The street also includes a settlement house based on the ideas that Jane Addams brought from the settlement movement in England that won her a Nobel Prize in 1931. The Stanton Street Settlement, founded in 1999, is active in the community through volunteer work.

The site of the second African burial ground in New York lies between Stanton and Rivington Streets, now a playground in the Sara Delano Roosevelt Park. The M'Finda Kalunga community garden is also at this location.

The Lower East Side, once known for its large Jewish community of German, Eastern European Jews and later by Puerto Ricans before an influx of newer immigrants, is beginning to see a slight resurgence in the Jewish character of the neighborhood, led by the Stanton Street Synagogue, Congregation Bnai Jacob Anshei Brzezan.

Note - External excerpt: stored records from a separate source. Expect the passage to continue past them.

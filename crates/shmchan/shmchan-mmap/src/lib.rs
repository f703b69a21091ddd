use memmap2::MmapMut;
use std::{
    fs::{File, OpenOptions},
    io,
    path::Path,
};

/// A file-backed shared-memory region mapped read-write.
///
/// Both ends of a channel need write access to the mapping: each side
/// publishes its own ring index into the shared header. The file handle is
/// kept alive for the lifetime of the mapping.
pub struct ShmFile {
    _file: File,
    mmap: MmapMut,
}

impl ShmFile {
    /// Create (or truncate) a file of `size_bytes` and map it read-write.
    pub fn create_rw<P: AsRef<Path>>(path: P, size_bytes: u64) -> io::Result<Self> {
        let file = OpenOptions::new()
            .create(true)
            .read(true)
            .write(true)
            .truncate(true)
            .open(path)?;
        file.set_len(size_bytes)?;

        let mmap = unsafe { MmapMut::map_mut(&file)? };
        Ok(Self { _file: file, mmap })
    }

    /// Open an existing file and map it read-write.
    pub fn open_rw<P: AsRef<Path>>(path: P) -> io::Result<Self> {
        let file = OpenOptions::new().read(true).write(true).open(path)?;

        let mmap = unsafe { MmapMut::map_mut(&file)? };

        Ok(Self { _file: file, mmap })
    }

    /// Return raw pointer to the start of the mapped region.
    #[inline]
    pub fn as_mut_ptr(&mut self) -> *mut u8 {
        self.mmap.as_mut_ptr()
    }

    #[inline]
    pub fn len(&self) -> usize {
        self.mmap.len()
    }

    #[inline]
    pub fn is_empty(&self) -> bool {
        self.mmap.len() == 0
    }
}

The Sara D. Roosevelt Park had a service facility at Stanton Street which included a public restroom until 1994, when it was closed.

==Notable residents==
Lady Gaga lived there before she was famous.

==In popular culture==
Forever protagonist Henry Morgan and his adopted son lived at Suffolk & Stanton Streets (the actual Louis Zuflacht building at 154 Stanton Street, which for the show was "Abe's Antiques").

The street, crowded, with market goods, is shown in the first popular sound movie "The Jazz singer" (1927).